When Soujirou came to a dead stop there was nothing Aoshi could do to avoid him. He slammed into Soujirou's back and the two of them flew forward, sprawling out on the wooden floor of the Labyrinth of Doom with a tremendous clatter.

Soujirou was the first to regain his composure. He sat up, rubbing his head mournfully. "Whatever happened to those infamous ninja reflexes?" He asked with a pained smile. It was obvious that he was just taking a playful dig at his companion.

But Aoshi was not a playful man. His scowl was in danger of becoming permanent.

Aoshi went to get to his feet but his long sheath became entangled with his coat and his coat became entangled with his legs and he failed spectacularly in the attempt.

It was quite possibly the clumsiest thing that he'd ever done.

Soujirou couldn't help but laugh. "If I reported that I think they could take away your ninja license."

Aoshi was madder than any metaphor. To try and quantify his anger would be like trying to count grains of sand on a beach. So don't bother.

At any rate, he wanted to say something that would really put Soujirou in his place. However, he couldn't think of anything except to point out something so obvious that even the former assassin should have known. "Ninjas don't have licenses."

Soujirou blinked as he got to his feet. "Um. I'm quite sure they do." He seemed hesitant to continue, but continue he did. "When Shishio-san and I were initially hiring for our army of mindless followers, we only accepted ninja applicants with the proper license and paperwork. There's something about a ninja test when you reach a certain age."

"I've never heard about it." Aoshi stated as though the fact was proof enough to dispel all argument. "I was the former leader of the Oniwabanshu. Between the two of us, I know who the ninja expert is."

"When did you become the leader?" Soujirou asked conversationally.

"When I was young." Aoshi hated giving out personal information to irritating people.

"Well, maybe the rules changed or something? Maybe after the Bakumatsu?"

Aoshi opened his mouth to discredit the possibility but something was nagging at the back of his mind. He'd taken off soon after the Bakumatsu with Hannya and the others. They'd started working outside the clan, away from ninja rules and regulations.

Was it possible that he wasn't actually an official, card-carrying member of the ninja profession? Maybe Misao and Okina knew about it the whole time but they didn't want to say anything for fear of hurting his feelings? What if everyone else knew and they were laughing about him behind his back?

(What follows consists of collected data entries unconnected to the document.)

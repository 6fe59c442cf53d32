//! Account role type.

use core::fmt;

use serde::{Deserialize, Serialize};

/// Error returned when parsing an unknown role value.
#[derive(thiserror::Error, Debug, Clone)]
#[error("invalid role: {0}")]
pub struct RoleParseError(pub String);

/// Account role.
///
/// Exactly one role per user. The role tag is orthogonal to the ownership
/// forest (`parent` / `root_company` links on the user record): hierarchy
/// depth never implies a role.
#[derive(Debug, Clone, Copy, PartialEq, Eq, Hash, Serialize, Deserialize)]
#[serde(rename_all = "lowercase")]
pub enum Role {
    /// Full administrative access, including user activation and catalog
    /// mutation. Only the bootstrap account is created with this role.
    Superadmin,
    /// Self-service account, inactive until approved by a superadmin.
    Customer,
}

impl Role {
    /// Returns the canonical lowercase string for this role.
    #[must_use]
    pub const fn as_str(self) -> &'static str {
        match self {
            Self::Superadmin => "superadmin",
            Self::Customer => "customer",
        }
    }
}

impl fmt::Display for Role {
    fn fmt(&self, f: &mut fmt::Formatter<'_>) -> fmt::Result {
        f.write_str(self.as_str())
    }
}

impl std::str::FromStr for Role {
    type Err = RoleParseError;

    fn from_str(s: &str) -> Result<Self, Self::Err> {
        match s {
            "superadmin" => Ok(Self::Superadmin),
            "customer" => Ok(Self::Customer),
            other => Err(RoleParseError(other.to_owned())),
        }
    }
}

// SQLx support (with postgres feature) - roles are stored as TEXT
#[cfg(feature = "postgres")]
impl sqlx::Type<sqlx::Postgres> for Role {
    fn type_info() -> sqlx::postgres::PgTypeInfo {
        <String as sqlx::Type<sqlx::Postgres>>::type_info()
    }

    fn compatible(ty: &sqlx::postgres::PgTypeInfo) -> bool {
        <String as sqlx::Type<sqlx::Postgres>>::compatible(ty)
    }
}

#[cfg(feature = "postgres")]
impl<'r> sqlx::Decode<'r, sqlx::Postgres> for Role {
    fn decode(value: sqlx::postgres::PgValueRef<'r>) -> Result<Self, sqlx::error::BoxDynError> {
        let s = <String as sqlx::Decode<sqlx::Postgres>>::decode(value)?;
        Ok(s.parse::<Self>()?)
    }
}

#[cfg(feature = "postgres")]
impl sqlx::Encode<'_, sqlx::Postgres> for Role {
    fn encode_by_ref(
        &self,
        buf: &mut sqlx::postgres::PgArgumentBuffer,
    ) -> Result<sqlx::encode::IsNull, sqlx::error::BoxDynError> {
        <&str as sqlx::Encode<sqlx::Postgres>>::encode_by_ref(&self.as_str(), buf)
    }
}

#[cfg(test)]
#[allow(clippy::unwrap_used)]
mod tests {
    use super::*;

    #[test]
    fn test_display_and_parse_roundtrip() {
        for role in [Role::Superadmin, Role::Customer] {
            let parsed: Role = role.to_string().parse().unwrap();
            assert_eq!(parsed, role);
        }
    }

    #[test]
    fn test_parse_rejects_unknown() {
        assert!("admin".parse::<Role>().is_err());
        assert!("SUPERADMIN".parse::<Role>().is_err());
        assert!("".parse::<Role>().is_err());
    }

    #[test]
    fn test_serde_lowercase() {
        let json = serde_json::to_string(&Role::Superadmin).unwrap();
        assert_eq!(json, "\"superadmin\"");
        let role: Role = serde_json::from_str("\"customer\"").unwrap();
        assert_eq!(role, Role::Customer);
    }
}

The tragedy of it all seemed to seep into his bones, chilling him to the very core.

Could the day get any worse?

He was afraid to ask.


"Man, this place is cree-py." Yutarou tried to strike up a casual conversation.

Yahiko ignored him. He'd finally remembered that he was really angry with Yutarou for all the suspicious stuff involving Tsubame and nakedness.

They continued on in silence for a few minutes before Yutarou couldn't take it anymore. "I'm sure that Tsubame is fine. We'll be able to rescue her, no problem."

"I'm rescuing her." Yahiko stated. "You just try to stay out of my way."

There was no point in arguing with the stubborn swordsman. "Fine."

They lapsed back into uncomfortable silence. The corridors themselves seemed to be making strange noises that Yutarou couldn't quite explain, but he didn't like it. Even conversation with an angry Yahiko was preferable.

Just as he opened his mouth to say something inane, he perceived what could only be the sound of whispering. He glanced at his companion. "Did you say something, Yahiko?"

"No."

The whispering continued. It was unintelligible but Yutarou had this feeling that if he could only strain his ears a little more, he'd be able to understand. The words seemed to be jumbled together. Perhaps there was more than one person whispering?

Yutarou definitely didn't like it. "What do you think that whispering sound is?"

"What are you yapping about?" Yahiko glared at him. "I don't hear anything."

The whispering was getting louder. Yutarou slowed to a stop and faced back down the dim, creepy corridor.

Yahiko sighed in irritation and stopped. "You're wasting my time."

"Shhh." Yutarou said and then began listening intently.

"What are you doing?" Yahiko finally appraised the situation and found it just a little spooky. His friend stood there with his eyes closed, focusing on something beyond normal perception.

Yutarou's eyes flashed open and he turned excitedly to the Tokyo Samurai. "I can understand it!"

"What?"

Yutarou closed his eyes again for a moment, concentrating intensely. "They say, he's coming."

Yahiko was confused. "Who says who's coming?"

"I dunno." Yutarou kind of shrugged. "But I think it's a warning. Maybe we should run?"

Yahiko scoffed, folded his arms, and planted his feet. "The great Myoujin Yahiko runs from no man."

Something was coalescing at the edge of the shadows that could have very easily been another endless army of ninjas. Whatever it was, it was moving toward them. Realization finally struck Yutarou.

"Oh Rats!"

"Rats, what?" Yahiko missed the point.

"No. Rats!" Yutarou pointed frantically. A fuzzy moving carpet was heading straight for them.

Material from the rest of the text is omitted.